======== AVAILABLE DATA ========
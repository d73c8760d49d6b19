//! Simulation request parameters and their validation.

use crate::error::ForecastError;
use serde::{Deserialize, Serialize};

/// Parameters of one simulation run.
///
/// `volatility` is the standard deviation of the log-return over the whole
/// horizon, as a decimal (0.20 for 20%). When `start_price` is `None` the
/// engine asks its price source for the reference price.
///
/// # Examples
///
/// ```rust
/// use pricer_forecast::SimulationRequest;
///
/// let request = SimulationRequest::new(0.20, 365, 10_000, 4).with_start_price(50_000.0);
/// assert!(request.validate().is_ok());
///
/// let invalid = SimulationRequest::new(0.0, 365, 10_000, 4);
/// assert!(invalid.validate().is_err());
/// ```
#[derive(Clone, Debug, PartialEq, Serialize, Deserialize)]
pub struct SimulationRequest {
    /// Total-horizon log-return standard deviation (decimal).
    pub volatility: f64,
    /// Horizon in days; also the number of daily shocks per path.
    pub horizon_days: u32,
    /// Number of independent paths to simulate.
    pub simulations: usize,
    /// Worker concurrency hint.
    pub workers: usize,
    /// Pinned starting price. Skips the price source when set.
    pub start_price: Option<f64>,
}

impl SimulationRequest {
    /// Creates a request that takes its starting price from the price source.
    pub fn new(volatility: f64, horizon_days: u32, simulations: usize, workers: usize) -> Self {
        Self {
            volatility,
            horizon_days,
            simulations,
            workers,
            start_price: None,
        }
    }

    /// Pins the starting price.
    pub fn with_start_price(mut self, start_price: f64) -> Self {
        self.start_price = Some(start_price);
        self
    }

    /// Checks that every numeric field is strictly positive.
    ///
    /// # Errors
    ///
    /// Returns [`ForecastError::Validation`] naming the first offending field.
    /// Values are never clamped.
    pub fn validate(&self) -> Result<(), ForecastError> {
        ensure_positive("volatility", self.volatility)?;
        if self.horizon_days == 0 {
            return Err(ForecastError::validation(
                "horizon_days",
                "must be at least 1",
            ));
        }
        if self.simulations == 0 {
            return Err(ForecastError::validation(
                "simulations",
                "must be at least 1",
            ));
        }
        if self.workers == 0 {
            return Err(ForecastError::validation("workers", "must be at least 1"));
        }
        if let Some(price) = self.start_price {
            ensure_positive("start_price", price)?;
        }
        Ok(())
    }

    /// Checks the simulation and worker counts against the engine's limits.
    ///
    /// # Errors
    ///
    /// Returns [`ForecastError::Validation`] for a count above its limit.
    pub fn validate_limits(&self, max_simulations: usize, max_workers: usize) -> Result<(), ForecastError> {
        if self.simulations > max_simulations {
            return Err(ForecastError::validation(
                "simulations",
                format!("must not exceed {}, got {}", max_simulations, self.simulations),
            ));
        }
        if self.workers > max_workers {
            return Err(ForecastError::validation(
                "workers",
                format!("must not exceed {}, got {}", max_workers, self.workers),
            ));
        }
        Ok(())
    }
}

/// Rejects zero, negative, NaN and infinite values.
pub(crate) fn ensure_positive(field: &'static str, value: f64) -> Result<(), ForecastError> {
    if value.is_finite() && value > 0.0 {
        Ok(())
    } else {
        Err(ForecastError::validation(
            field,
            format!("must be a positive finite number, got {}", value),
        ))
    }
}
//! Batch timeouts on a shared pool.

use pricer_forecast::pool::BatchWorkerPool;
use pricer_forecast::ForecastError;
use std::time::Duration;

fn sleeping_batch(
    pool: &BatchWorkerPool,
    sequence: usize,
    millis: u64,
) -> impl std::future::Future<Output = Result<Vec<f64>, ForecastError>> {
    let pool = pool.clone();
    async move {
        pool.execute(sequence, move || {
            std::thread::sleep(Duration::from_millis(millis));
            vec![sequence as f64; 4]
        })
        .await
    }
}

#[tokio::test]
async fn test_only_the_overrunning_batch_fails() {
    let pool = BatchWorkerPool::new(1)
        .unwrap()
        .with_timeout(Some(Duration::from_millis(300)));

    let (first, slow, last) = tokio::join!(
        sleeping_batch(&pool, 0, 100),
        sleeping_batch(&pool, 1, 1_000),
        sleeping_batch(&pool, 2, 100),
    );

    assert_eq!(first.unwrap(), vec![0.0; 4]);
    assert!(matches!(slow, Err(ForecastError::WorkerFailure { batch: 1, .. })));
    // Queued behind the abandoned batch, then ran within its limit.
    assert_eq!(last.unwrap(), vec![2.0; 4]);
}

#[tokio::test]
async fn test_pool_serves_after_timeout() {
    let pool = BatchWorkerPool::new(2)
        .unwrap()
        .with_timeout(Some(Duration::from_millis(50)));

    let err = sleeping_batch(&pool, 7, 400).await.unwrap_err();
    assert!(matches!(err, ForecastError::WorkerFailure { batch: 7, .. }));
    assert!(err.to_string().contains("timed out"));

    let prices = sleeping_batch(&pool, 8, 0).await.unwrap();
    assert_eq!(prices, vec![8.0; 4]);
}
//! Per-run raw output files.
//!
//! Each run writes `simulation_<index>.csv` with one row per path:
//! `row,price,change_pct`. Rows are appended in chunks as batches are
//! released, into `<name>.partial`. Only [`RawOutputWriter::commit`] renames
//! the file to its final name, so a file under a committed name is always
//! complete. An uncommitted writer deletes its partial file when dropped.
//!
//! The file index is recovered once at start-up by scanning for the highest
//! existing suffix; afterwards the in-memory counter is authoritative and
//! indices are never reused.

use crate::error::ForecastError;
use crate::stats::{percent_change, round_to};
use std::fs::{self, File};
use std::path::{Path, PathBuf};
use tracing::{debug, warn};

const FILE_PREFIX: &str = "simulation_";
const FILE_EXTENSION: &str = ".csv";
const PARTIAL_SUFFIX: &str = ".partial";

/// Raw output column names.
pub const RAW_HEADER: [&str; 3] = ["row", "price", "change_pct"];

/// Formats a signed percentage change, e.g. `+12.34%` or `-0.50%`.
pub fn format_change(value: f64, reference: f64) -> String {
    format!("{:+.2}%", percent_change(value, reference))
}

/// Parses the index out of a committed raw file name.
pub fn parse_file_index(name: &str) -> Option<u64> {
    name.strip_prefix(FILE_PREFIX)?
        .strip_suffix(FILE_EXTENSION)?
        .parse()
        .ok()
}

/// Directory of raw output files and the next free index.
#[derive(Debug)]
pub struct RawOutputStore {
    dir: PathBuf,
    next_index: u64,
}

impl RawOutputStore {
    /// Opens `dir`, removing leftover partial files and recovering the next
    /// file index.
    pub fn open(dir: impl AsRef<Path>) -> Result<Self, ForecastError> {
        let dir = dir.as_ref().to_path_buf();
        fs::create_dir_all(&dir)?;

        let mut highest = 0;
        for entry in fs::read_dir(&dir)? {
            let entry = entry?;
            let name = entry.file_name();
            let Some(name) = name.to_str() else {
                continue;
            };

            if name.ends_with(PARTIAL_SUFFIX) {
                warn!(file = name, "Removing partial raw output from an interrupted run");
                fs::remove_file(entry.path())?;
                continue;
            }
            if let Some(index) = parse_file_index(name) {
                highest = highest.max(index);
            }
        }

        Ok(Self {
            dir,
            next_index: highest + 1,
        })
    }

    /// Directory holding the raw files.
    pub fn dir(&self) -> &Path {
        &self.dir
    }

    /// Index the next writer will use.
    pub fn next_index(&self) -> u64 {
        self.next_index
    }

    /// Allocates the next file index and opens a writer for it.
    ///
    /// The index is consumed even if the writer is later aborted.
    pub fn create_writer(&mut self, reference_price: f64) -> Result<RawOutputWriter, ForecastError> {
        let index = self.next_index;
        self.next_index += 1;

        let file_name = format!("{}{}{}", FILE_PREFIX, index, FILE_EXTENSION);
        let final_path = self.dir.join(&file_name);
        let partial_path = self.dir.join(format!("{}{}", file_name, PARTIAL_SUFFIX));

        let mut writer = csv::Writer::from_path(&partial_path)?;
        writer.write_record(RAW_HEADER)?;

        Ok(RawOutputWriter {
            file_name,
            final_path,
            partial_path,
            reference_price,
            writer: Some(writer),
            rows_written: 0,
            committed: false,
        })
    }
}

/// Chunked writer for one run's raw output.
pub struct RawOutputWriter {
    file_name: String,
    final_path: PathBuf,
    partial_path: PathBuf,
    reference_price: f64,
    writer: Option<csv::Writer<File>>,
    rows_written: u64,
    committed: bool,
}

impl std::fmt::Debug for RawOutputWriter {
    fn fmt(&self, f: &mut std::fmt::Formatter<'_>) -> std::fmt::Result {
        f.debug_struct("RawOutputWriter")
            .field("file_name", &self.file_name)
            .field("rows_written", &self.rows_written)
            .field("committed", &self.committed)
            .finish()
    }
}

impl RawOutputWriter {
    /// Final file name, e.g. `simulation_7.csv`.
    pub fn file_name(&self) -> &str {
        &self.file_name
    }

    /// Rows appended so far.
    pub fn rows_written(&self) -> u64 {
        self.rows_written
    }

    /// Appends one chunk of terminal prices and flushes it.
    ///
    /// Row numbers continue from the previous chunk, starting at 1.
    pub fn append_chunk(&mut self, prices: &[f64]) -> Result<(), ForecastError> {
        let writer = self
            .writer
            .as_mut()
            .ok_or_else(|| ForecastError::persistence("raw output writer already closed"))?;

        let mut row = self.rows_written;
        for &price in prices {
            row += 1;
            writer.write_record(&[
                row.to_string(),
                round_to(price, 2).to_string(),
                format_change(price, self.reference_price),
            ])?;
        }
        writer.flush()?;
        self.rows_written = row;
        Ok(())
    }

    /// Syncs the file and moves it to its final name.
    pub fn commit(mut self) -> Result<String, ForecastError> {
        let mut writer = self
            .writer
            .take()
            .ok_or_else(|| ForecastError::persistence("raw output writer already closed"))?;
        writer.flush()?;
        let file = writer
            .into_inner()
            .map_err(|e| ForecastError::persistence(e.to_string()))?;
        file.sync_all()?;
        drop(file);

        fs::rename(&self.partial_path, &self.final_path)?;
        self.committed = true;
        debug!(file = %self.file_name, rows = self.rows_written, "Raw output committed");
        Ok(self.file_name.clone())
    }

    /// Discards the partial file.
    pub fn abort(mut self) {
        self.discard();
    }

    fn discard(&mut self) {
        self.writer.take();
        if let Err(e) = fs::remove_file(&self.partial_path) {
            if e.kind() != std::io::ErrorKind::NotFound {
                warn!(file = %self.partial_path.display(), error = %e, "Failed to remove partial raw output");
            }
        }
    }
}

impl Drop for RawOutputWriter {
    fn drop(&mut self) {
        if !self.committed {
            self.discard();
        }
    }
}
========
▸ ABOUT THIS EXERCISE:
Please copy every line from the entries that includes the word "decimal".

▸ TASK RESULT:
/// horizon, as a decimal (0.20 for 20%). When `start_price` is `None` the
    /// Total-horizon log-return standard deviation (decimal).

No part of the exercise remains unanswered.